[[ Input material, beginning ]]
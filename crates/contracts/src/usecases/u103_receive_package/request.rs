use serde::{Deserialize, Serialize};

/// Warehouse scans an inbound return package
#[derive(Debug, Clone, Serialize, Deserialize, Default)]
pub struct ReceivePackageRequest {
    /// Carrier tracking number, if the label has one
    #[serde(rename = "trackingNumber")]
    #[serde(default)]
    pub tracking_number: Option<String>,
}
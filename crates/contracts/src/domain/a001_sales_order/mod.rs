pub mod aggregate;

pub use aggregate::{SalesOrder, SalesOrderId, SalesOrderLine};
[[ Input material, end ]]
● **About this task**:
A faithful copy of every record is required; output it in full.

● **Answer to this problem**:
filename crates/contracts/src/usecases/u103_receive_package/request.rs
use serde::{Deserialize, Serialize};

/// Warehouse scans an inbound return package
#[derive(Debug, Clone, Serialize, Deserialize, Default)]
pub struct ReceivePackageRequest {
    /// Carrier tracking number, if the label has one
    #[serde(rename = "trackingNumber")]
    #[serde(default)]
    pub tracking_number: Option<String>,
}
filename crates/contracts/src/domain/a001_sales_order/mod.rs
pub mod aggregate;

pub use aggregate::{SalesOrder, SalesOrderId, SalesOrderLine};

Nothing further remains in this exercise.